(Beginning of Data shown)

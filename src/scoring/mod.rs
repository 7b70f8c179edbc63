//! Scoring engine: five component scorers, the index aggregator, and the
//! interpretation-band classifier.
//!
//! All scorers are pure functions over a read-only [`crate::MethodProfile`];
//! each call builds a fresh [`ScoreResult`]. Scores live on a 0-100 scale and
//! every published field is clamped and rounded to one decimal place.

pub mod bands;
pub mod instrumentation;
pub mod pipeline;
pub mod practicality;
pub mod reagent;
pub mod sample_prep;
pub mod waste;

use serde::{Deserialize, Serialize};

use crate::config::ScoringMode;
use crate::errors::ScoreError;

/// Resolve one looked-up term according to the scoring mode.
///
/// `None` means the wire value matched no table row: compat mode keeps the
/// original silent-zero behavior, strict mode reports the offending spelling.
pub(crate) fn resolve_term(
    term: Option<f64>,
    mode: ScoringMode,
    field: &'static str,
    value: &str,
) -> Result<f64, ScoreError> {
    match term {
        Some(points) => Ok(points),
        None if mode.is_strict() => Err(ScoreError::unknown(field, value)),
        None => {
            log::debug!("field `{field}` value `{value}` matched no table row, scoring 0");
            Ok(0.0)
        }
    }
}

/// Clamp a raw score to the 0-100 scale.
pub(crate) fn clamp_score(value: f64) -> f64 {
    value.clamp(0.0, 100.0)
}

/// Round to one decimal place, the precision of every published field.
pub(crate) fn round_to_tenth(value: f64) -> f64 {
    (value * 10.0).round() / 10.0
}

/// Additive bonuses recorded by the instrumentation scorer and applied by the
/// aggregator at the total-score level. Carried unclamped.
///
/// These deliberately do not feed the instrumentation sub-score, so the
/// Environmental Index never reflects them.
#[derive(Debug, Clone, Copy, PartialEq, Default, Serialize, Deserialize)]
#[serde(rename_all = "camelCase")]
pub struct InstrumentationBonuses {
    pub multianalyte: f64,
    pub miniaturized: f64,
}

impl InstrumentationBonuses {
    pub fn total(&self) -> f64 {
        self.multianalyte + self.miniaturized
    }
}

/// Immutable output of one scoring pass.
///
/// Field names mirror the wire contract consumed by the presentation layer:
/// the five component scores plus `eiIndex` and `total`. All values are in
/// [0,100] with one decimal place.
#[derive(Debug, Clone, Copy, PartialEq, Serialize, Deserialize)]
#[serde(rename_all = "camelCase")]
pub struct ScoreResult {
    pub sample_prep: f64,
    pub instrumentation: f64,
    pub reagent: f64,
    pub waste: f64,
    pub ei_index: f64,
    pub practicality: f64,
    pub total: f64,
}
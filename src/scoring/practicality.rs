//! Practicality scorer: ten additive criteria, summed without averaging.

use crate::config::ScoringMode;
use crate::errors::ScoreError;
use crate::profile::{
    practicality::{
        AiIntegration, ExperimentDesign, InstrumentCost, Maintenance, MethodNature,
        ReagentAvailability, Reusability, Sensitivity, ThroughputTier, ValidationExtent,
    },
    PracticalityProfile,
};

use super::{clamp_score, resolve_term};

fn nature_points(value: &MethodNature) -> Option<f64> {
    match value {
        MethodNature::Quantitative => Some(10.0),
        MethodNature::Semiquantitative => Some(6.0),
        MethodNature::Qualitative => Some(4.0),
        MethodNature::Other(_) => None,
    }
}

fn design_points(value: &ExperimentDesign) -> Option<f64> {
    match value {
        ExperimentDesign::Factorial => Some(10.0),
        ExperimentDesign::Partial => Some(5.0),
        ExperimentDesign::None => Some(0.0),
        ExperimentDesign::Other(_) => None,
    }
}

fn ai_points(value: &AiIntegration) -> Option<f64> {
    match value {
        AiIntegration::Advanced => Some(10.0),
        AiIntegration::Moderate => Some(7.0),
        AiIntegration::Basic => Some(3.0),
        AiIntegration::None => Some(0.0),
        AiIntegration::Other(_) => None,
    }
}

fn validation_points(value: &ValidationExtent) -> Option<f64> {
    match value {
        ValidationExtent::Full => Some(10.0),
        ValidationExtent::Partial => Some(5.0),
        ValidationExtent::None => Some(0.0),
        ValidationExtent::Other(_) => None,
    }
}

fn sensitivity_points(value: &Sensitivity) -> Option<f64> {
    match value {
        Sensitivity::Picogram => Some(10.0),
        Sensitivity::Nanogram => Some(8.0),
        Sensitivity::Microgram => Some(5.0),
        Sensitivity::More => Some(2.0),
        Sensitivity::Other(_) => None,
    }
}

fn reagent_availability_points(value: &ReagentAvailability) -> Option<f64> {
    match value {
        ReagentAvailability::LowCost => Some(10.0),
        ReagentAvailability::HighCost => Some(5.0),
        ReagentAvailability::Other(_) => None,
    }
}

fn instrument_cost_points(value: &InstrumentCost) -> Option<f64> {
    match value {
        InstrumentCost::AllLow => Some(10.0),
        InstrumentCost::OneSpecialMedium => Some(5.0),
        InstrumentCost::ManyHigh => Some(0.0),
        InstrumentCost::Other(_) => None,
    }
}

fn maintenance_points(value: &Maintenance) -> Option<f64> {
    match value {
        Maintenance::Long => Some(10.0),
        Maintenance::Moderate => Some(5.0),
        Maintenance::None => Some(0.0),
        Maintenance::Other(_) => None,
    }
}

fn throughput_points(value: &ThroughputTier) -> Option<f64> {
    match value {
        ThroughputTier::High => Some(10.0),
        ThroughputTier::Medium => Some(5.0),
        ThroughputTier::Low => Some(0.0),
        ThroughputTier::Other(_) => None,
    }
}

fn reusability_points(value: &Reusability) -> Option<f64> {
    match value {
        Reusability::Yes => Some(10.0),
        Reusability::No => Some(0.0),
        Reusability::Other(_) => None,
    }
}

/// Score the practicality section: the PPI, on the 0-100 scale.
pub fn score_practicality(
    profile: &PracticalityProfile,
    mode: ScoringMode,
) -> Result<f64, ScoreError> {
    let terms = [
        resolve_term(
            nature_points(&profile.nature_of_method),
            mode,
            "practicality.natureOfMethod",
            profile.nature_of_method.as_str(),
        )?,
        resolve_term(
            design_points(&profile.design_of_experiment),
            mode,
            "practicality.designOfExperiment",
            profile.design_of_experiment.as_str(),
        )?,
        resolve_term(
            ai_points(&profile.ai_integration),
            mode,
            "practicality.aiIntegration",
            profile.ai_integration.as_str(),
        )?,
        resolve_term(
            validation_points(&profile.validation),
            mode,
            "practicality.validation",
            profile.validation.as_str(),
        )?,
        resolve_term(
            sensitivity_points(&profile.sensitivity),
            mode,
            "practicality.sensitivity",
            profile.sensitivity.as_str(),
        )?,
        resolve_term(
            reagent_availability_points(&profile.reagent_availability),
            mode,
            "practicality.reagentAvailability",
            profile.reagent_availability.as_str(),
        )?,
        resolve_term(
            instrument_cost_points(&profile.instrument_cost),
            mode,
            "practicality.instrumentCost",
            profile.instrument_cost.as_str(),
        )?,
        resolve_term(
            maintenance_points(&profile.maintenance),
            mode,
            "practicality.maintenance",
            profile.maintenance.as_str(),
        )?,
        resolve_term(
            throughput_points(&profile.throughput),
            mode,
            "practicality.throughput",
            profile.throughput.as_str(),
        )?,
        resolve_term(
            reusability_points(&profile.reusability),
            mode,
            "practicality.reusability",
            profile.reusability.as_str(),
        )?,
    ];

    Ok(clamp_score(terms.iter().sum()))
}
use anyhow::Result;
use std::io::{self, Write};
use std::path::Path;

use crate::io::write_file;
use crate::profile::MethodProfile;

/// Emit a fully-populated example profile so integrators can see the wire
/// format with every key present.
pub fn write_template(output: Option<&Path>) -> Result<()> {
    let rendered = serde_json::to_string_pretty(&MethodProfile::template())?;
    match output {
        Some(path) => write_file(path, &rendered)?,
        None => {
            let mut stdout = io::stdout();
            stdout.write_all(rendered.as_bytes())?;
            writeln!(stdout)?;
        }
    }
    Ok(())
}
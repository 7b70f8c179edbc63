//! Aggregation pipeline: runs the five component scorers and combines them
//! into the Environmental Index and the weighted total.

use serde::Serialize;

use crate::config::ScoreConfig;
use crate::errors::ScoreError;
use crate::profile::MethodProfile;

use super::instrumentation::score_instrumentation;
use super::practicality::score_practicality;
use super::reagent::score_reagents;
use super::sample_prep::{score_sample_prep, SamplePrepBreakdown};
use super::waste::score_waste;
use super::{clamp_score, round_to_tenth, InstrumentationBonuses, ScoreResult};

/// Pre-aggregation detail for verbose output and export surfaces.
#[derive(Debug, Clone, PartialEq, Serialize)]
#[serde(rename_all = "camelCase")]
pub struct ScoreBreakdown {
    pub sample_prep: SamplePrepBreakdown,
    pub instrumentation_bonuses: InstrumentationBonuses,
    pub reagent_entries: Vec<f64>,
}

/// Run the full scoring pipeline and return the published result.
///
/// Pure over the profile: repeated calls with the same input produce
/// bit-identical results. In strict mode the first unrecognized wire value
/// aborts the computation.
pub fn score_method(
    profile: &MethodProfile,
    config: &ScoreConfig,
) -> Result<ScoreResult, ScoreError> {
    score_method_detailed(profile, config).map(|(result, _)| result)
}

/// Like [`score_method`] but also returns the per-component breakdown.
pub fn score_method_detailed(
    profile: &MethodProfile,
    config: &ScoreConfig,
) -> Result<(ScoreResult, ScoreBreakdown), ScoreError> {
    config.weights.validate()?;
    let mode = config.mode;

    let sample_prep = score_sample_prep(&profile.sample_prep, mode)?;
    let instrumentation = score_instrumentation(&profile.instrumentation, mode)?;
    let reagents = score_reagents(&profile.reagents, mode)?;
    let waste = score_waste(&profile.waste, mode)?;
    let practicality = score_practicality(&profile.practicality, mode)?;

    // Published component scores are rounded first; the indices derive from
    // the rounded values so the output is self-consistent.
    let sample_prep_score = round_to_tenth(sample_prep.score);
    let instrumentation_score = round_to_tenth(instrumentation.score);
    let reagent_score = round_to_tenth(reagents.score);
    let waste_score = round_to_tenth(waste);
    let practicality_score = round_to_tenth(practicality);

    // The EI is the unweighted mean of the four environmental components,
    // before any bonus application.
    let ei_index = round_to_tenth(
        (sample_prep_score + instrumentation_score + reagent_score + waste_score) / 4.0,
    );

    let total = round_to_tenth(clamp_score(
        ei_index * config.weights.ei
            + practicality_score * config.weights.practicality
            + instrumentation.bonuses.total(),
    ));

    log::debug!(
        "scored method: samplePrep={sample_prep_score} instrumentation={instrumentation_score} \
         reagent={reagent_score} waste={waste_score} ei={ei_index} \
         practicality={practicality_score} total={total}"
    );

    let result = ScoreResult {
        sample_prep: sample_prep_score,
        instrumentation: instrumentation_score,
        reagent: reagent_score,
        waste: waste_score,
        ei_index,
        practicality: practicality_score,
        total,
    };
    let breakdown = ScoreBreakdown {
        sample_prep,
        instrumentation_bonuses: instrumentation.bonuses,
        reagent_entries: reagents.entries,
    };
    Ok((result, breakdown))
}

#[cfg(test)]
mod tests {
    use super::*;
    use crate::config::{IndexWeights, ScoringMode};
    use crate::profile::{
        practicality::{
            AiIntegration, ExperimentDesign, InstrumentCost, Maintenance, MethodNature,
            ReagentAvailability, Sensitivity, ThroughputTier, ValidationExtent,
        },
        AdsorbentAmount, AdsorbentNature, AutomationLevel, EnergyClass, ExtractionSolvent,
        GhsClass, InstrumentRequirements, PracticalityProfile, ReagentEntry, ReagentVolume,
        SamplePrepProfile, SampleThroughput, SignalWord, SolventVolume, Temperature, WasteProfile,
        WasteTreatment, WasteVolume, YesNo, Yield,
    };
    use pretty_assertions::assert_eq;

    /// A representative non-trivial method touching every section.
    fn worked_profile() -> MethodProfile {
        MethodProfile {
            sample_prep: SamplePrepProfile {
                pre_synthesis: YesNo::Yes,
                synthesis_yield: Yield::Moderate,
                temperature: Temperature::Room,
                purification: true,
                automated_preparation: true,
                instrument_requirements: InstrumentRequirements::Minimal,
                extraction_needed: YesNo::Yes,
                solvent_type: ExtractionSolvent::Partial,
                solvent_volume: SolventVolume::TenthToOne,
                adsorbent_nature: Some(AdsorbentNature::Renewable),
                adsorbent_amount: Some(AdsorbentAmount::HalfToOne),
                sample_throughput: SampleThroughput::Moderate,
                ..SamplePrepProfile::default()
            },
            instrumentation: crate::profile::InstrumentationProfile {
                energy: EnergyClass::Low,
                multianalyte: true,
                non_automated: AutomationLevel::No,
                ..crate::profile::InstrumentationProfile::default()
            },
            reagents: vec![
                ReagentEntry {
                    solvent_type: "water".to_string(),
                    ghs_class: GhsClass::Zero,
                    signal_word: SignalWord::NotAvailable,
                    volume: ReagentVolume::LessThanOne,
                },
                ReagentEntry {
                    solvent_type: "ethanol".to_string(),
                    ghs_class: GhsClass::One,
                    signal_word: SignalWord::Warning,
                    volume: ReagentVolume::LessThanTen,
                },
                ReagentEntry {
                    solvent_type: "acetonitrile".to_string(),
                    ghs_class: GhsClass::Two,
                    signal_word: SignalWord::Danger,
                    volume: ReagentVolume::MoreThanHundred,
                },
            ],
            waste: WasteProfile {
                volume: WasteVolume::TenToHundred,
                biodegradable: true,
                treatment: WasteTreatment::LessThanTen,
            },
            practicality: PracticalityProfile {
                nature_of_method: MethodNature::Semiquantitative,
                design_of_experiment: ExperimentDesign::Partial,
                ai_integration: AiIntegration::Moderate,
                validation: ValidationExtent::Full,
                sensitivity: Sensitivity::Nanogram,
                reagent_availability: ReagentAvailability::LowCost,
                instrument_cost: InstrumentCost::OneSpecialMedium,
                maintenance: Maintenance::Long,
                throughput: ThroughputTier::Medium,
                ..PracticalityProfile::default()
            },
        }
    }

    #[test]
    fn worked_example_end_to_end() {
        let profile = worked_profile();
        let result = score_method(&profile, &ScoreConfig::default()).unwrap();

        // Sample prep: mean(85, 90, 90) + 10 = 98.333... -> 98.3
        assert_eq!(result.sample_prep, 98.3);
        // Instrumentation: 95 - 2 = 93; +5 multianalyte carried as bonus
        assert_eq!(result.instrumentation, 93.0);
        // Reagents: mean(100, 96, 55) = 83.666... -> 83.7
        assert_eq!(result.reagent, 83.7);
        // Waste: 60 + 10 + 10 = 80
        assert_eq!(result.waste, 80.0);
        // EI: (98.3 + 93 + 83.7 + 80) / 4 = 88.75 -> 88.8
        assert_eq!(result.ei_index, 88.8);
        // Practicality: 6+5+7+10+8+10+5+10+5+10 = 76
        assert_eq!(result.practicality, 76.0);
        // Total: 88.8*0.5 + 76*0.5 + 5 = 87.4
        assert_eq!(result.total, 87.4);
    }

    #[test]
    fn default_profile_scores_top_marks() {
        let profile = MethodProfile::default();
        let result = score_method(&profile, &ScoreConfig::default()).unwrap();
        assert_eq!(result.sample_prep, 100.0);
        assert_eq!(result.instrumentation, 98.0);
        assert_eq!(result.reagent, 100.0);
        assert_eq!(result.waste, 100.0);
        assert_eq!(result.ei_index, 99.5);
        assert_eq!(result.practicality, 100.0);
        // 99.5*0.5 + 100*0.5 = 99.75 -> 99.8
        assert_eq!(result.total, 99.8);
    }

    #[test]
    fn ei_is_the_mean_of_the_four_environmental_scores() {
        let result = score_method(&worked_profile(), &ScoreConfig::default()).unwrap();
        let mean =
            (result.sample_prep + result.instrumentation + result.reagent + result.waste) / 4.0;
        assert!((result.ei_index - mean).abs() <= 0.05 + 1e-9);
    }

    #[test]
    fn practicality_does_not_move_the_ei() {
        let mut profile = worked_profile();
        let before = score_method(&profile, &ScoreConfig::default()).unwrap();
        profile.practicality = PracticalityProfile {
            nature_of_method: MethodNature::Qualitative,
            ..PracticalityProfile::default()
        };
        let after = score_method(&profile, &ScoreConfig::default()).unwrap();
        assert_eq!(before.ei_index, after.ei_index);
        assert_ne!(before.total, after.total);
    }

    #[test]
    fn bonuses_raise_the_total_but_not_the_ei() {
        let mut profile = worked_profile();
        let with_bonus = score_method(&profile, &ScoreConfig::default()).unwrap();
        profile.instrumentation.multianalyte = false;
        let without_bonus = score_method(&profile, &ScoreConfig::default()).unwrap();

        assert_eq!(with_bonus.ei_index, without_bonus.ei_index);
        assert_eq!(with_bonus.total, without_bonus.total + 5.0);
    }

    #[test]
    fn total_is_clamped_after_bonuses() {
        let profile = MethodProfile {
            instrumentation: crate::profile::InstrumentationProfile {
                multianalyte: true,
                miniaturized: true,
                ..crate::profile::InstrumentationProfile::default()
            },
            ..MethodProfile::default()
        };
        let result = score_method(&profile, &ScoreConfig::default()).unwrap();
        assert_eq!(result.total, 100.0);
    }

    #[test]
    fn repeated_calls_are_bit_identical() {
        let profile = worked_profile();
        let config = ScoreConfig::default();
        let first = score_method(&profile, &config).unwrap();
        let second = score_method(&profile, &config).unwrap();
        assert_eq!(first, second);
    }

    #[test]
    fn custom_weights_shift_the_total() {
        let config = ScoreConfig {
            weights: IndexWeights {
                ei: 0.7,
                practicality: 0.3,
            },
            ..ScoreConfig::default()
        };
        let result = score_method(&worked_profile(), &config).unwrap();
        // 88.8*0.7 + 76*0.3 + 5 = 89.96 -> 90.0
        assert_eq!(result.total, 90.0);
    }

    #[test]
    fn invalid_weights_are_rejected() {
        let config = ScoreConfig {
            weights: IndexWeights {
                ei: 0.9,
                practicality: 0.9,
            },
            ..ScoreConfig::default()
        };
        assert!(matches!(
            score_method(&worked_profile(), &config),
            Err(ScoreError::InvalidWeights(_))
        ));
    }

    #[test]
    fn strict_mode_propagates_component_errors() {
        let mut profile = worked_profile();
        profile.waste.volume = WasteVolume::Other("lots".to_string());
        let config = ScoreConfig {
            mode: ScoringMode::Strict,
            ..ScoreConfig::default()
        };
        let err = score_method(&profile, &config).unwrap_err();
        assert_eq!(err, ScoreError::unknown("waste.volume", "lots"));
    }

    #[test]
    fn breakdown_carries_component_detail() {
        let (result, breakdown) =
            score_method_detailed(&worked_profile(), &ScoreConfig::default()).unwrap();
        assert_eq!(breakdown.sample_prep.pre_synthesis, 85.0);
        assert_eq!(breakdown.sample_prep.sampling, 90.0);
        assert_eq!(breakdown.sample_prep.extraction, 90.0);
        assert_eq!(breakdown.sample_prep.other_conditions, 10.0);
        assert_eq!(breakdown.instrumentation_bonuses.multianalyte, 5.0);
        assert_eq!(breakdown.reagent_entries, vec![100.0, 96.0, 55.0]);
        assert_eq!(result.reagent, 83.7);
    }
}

(End of Data shown)

▶ What is required: Set down, exactly as written, each line of the data from its opening line through the one containing "one scoring pass.". Output nothing more.

▶ Task response:
filename src/scoring/mod.rs
repository 7b70f8c179edbc63
//! Scoring engine: five component scorers, the index aggregator, and the
//! interpretation-band classifier.
//!
//! All scorers are pure functions over a read-only [`crate::MethodProfile`];
//! each call builds a fresh [`ScoreResult`]. Scores live on a 0-100 scale and
//! every published field is clamped and rounded to one decimal place.

pub mod bands;
pub mod instrumentation;
pub mod pipeline;
pub mod practicality;
pub mod reagent;
pub mod sample_prep;
pub mod waste;

use serde::{Deserialize, Serialize};

use crate::config::ScoringMode;
use crate::errors::ScoreError;

/// Resolve one looked-up term according to the scoring mode.
///
/// `None` means the wire value matched no table row: compat mode keeps the
/// original silent-zero behavior, strict mode reports the offending spelling.
pub(crate) fn resolve_term(
    term: Option<f64>,
    mode: ScoringMode,
    field: &'static str,
    value: &str,
) -> Result<f64, ScoreError> {
    match term {
        Some(points) => Ok(points),
        None if mode.is_strict() => Err(ScoreError::unknown(field, value)),
        None => {
            log::debug!("field `{field}` value `{value}` matched no table row, scoring 0");
            Ok(0.0)
        }
    }
}

/// Clamp a raw score to the 0-100 scale.
pub(crate) fn clamp_score(value: f64) -> f64 {
    value.clamp(0.0, 100.0)
}

/// Round to one decimal place, the precision of every published field.
pub(crate) fn round_to_tenth(value: f64) -> f64 {
    (value * 10.0).round() / 10.0
}

/// Additive bonuses recorded by the instrumentation scorer and applied by the
/// aggregator at the total-score level. Carried unclamped.
///
/// These deliberately do not feed the instrumentation sub-score, so the
/// Environmental Index never reflects them.
#[derive(Debug, Clone, Copy, PartialEq, Default, Serialize, Deserialize)]
#[serde(rename_all = "camelCase")]
pub struct InstrumentationBonuses {
    pub multianalyte: f64,
    pub miniaturized: f64,
}

impl InstrumentationBonuses {
    pub fn total(&self) -> f64 {
        self.multianalyte + self.miniaturized
    }
}

/// Immutable output of one scoring pass.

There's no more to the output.